While the NIS Directive permitted competent authorities or CSIRTs to notify the public of incidents in certain cases, NIS2 requires essential or critical entities to notify recipients of serious incident services without delay. It includes an obligation to know. Member States also require essential and critical entities to use certain ICT products, ICT services and ICT processes certified under the European Cybersecurity Certification Scheme (adopted in accordance with the EU Cybersecurity Law 2019). may request.
- Execution – NIS2 establishes a minimum list of administrative sanctions for breach of cybersecurity risk management and reporting obligations. These sanctions include binding instructions, orders to implement security audit recommendations, orders to align security measures with her NIS2 requirements, and administrative fines. In relation to administrative fines, NIS2 distinguishes between essential and critical entities and requires member states to provide authorities with the ability to impose the following administrative fines:
- At least up to €10 million or 2% of global annual turnover for essential entities.
- For significant entities, at least up to €7 million or 1.4% of annual global turnover.
NIS2 also introduces a clause on the liability of natural persons holding senior management positions in the entities within its scope.
In general, essential and material entities are subject to the jurisdiction of the Member State in which they are established and, in the case of providers of public electronic communications networks or services, to the Member State in which they provide their services. Certain types of entities are under its jurisdiction, including cloud computing service providers, data center service providers, content delivery network providers, managed service providers, managed security service providers, online marketplaces, online search engines, and providers of social networking platforms. . Member States in which they have major facilities. If not established in the European Union, these entities must appoint their EU representatives in the Member States in which their services are provided.
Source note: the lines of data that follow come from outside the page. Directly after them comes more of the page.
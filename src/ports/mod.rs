//! Ports Layer - Trait definitions for external dependencies
//!
//! Following hexagonal architecture, the pipeline only sees the
//! `MarketDataPort` trait; the HTTP adapter and the in-memory mock both
//! implement it.

pub mod market_data;
pub mod models;
pub mod mocks;

pub use market_data::{FetchError, MarketDataPort};
pub use models::{Candle, KlineInterval, Ticker};
pub use mocks::MockMarketData;
//! Range Metrics
//!
//! Volatility here is the simple range proxy `(high - low) / open` over one
//! price window, not a statistical deviation.

use std::fmt;

use serde::{Deserialize, Serialize};

/// Milliseconds in one day
pub const MS_PER_DAY: i64 = 86_400_000;

/// Volatility below this is "stable"
pub const STABLE_THRESHOLD: f64 = 0.05;
/// Volatility below this (and above stable) is "moderate"
pub const MODERATE_THRESHOLD: f64 = 0.15;

/// OHLC values of one price window
#[derive(Debug, Clone, Copy, Default, PartialEq)]
pub struct PriceWindow {
    pub open: f64,
    pub high: f64,
    pub low: f64,
    pub close: f64,
}

impl PriceWindow {
    pub fn new(open: f64, high: f64, low: f64, close: f64) -> Self {
        Self { open, high, low, close }
    }

    /// `(high - low) / open`, or 0 when open is not positive
    pub fn volatility(&self) -> f64 {
        guarded_ratio(self.high - self.low, self.open)
    }

    /// `(close - open) / open`, or 0 when open is not positive
    pub fn change(&self) -> f64 {
        guarded_ratio(self.close - self.open, self.open)
    }

    /// Every price strictly positive
    pub fn is_complete(&self) -> bool {
        self.open > 0.0 && self.high > 0.0 && self.low > 0.0 && self.close > 0.0
    }
}

fn guarded_ratio(numerator: f64, open: f64) -> f64 {
    if open > 0.0 {
        let ratio = numerator / open;
        if ratio.is_finite() {
            return ratio;
        }
    }
    0.0
}

/// Stability bucket derived from volatility
#[derive(Debug, Clone, Copy, PartialEq, Eq, Serialize, Deserialize)]
#[serde(rename_all = "snake_case")]
pub enum StabilityLabel {
    Stable,
    Moderate,
    Poor,
}

impl StabilityLabel {
    /// Classify a volatility value with the fixed thresholds
    pub fn classify(volatility: f64) -> Self {
        if volatility < STABLE_THRESHOLD {
            StabilityLabel::Stable
        } else if volatility < MODERATE_THRESHOLD {
            StabilityLabel::Moderate
        } else {
            StabilityLabel::Poor
        }
    }

    pub fn as_str(&self) -> &'static str {
        match self {
            StabilityLabel::Stable => "stable",
            StabilityLabel::Moderate => "moderate",
            StabilityLabel::Poor => "poor",
        }
    }
}

impl fmt::Display for StabilityLabel {
    fn fmt(&self, f: &mut fmt::Formatter<'_>) -> fmt::Result {
        f.write_str(self.as_str())
    }
}

/// Whole days between the first candle open and `now`, both epoch millis.
/// Out-of-range timestamps saturate instead of overflowing.
pub fn listed_days(now_ms: i64, first_open_ms: i64) -> i64 {
    now_ms.saturating_sub(first_open_ms).div_euclid(MS_PER_DAY)
}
Member States have 21 months to transpose NIS2 into national law.
Organizations should begin preparing for the implementation of NIS2 member states and assess whether any services or activities are subject to obligations under NIS2. Entities within scope should conduct a thorough assessment of new security, risk management, and incident response requirements to identify potential compliance gaps. This may include ensuring that new security controls and incident response obligations flow throughout the supply chain.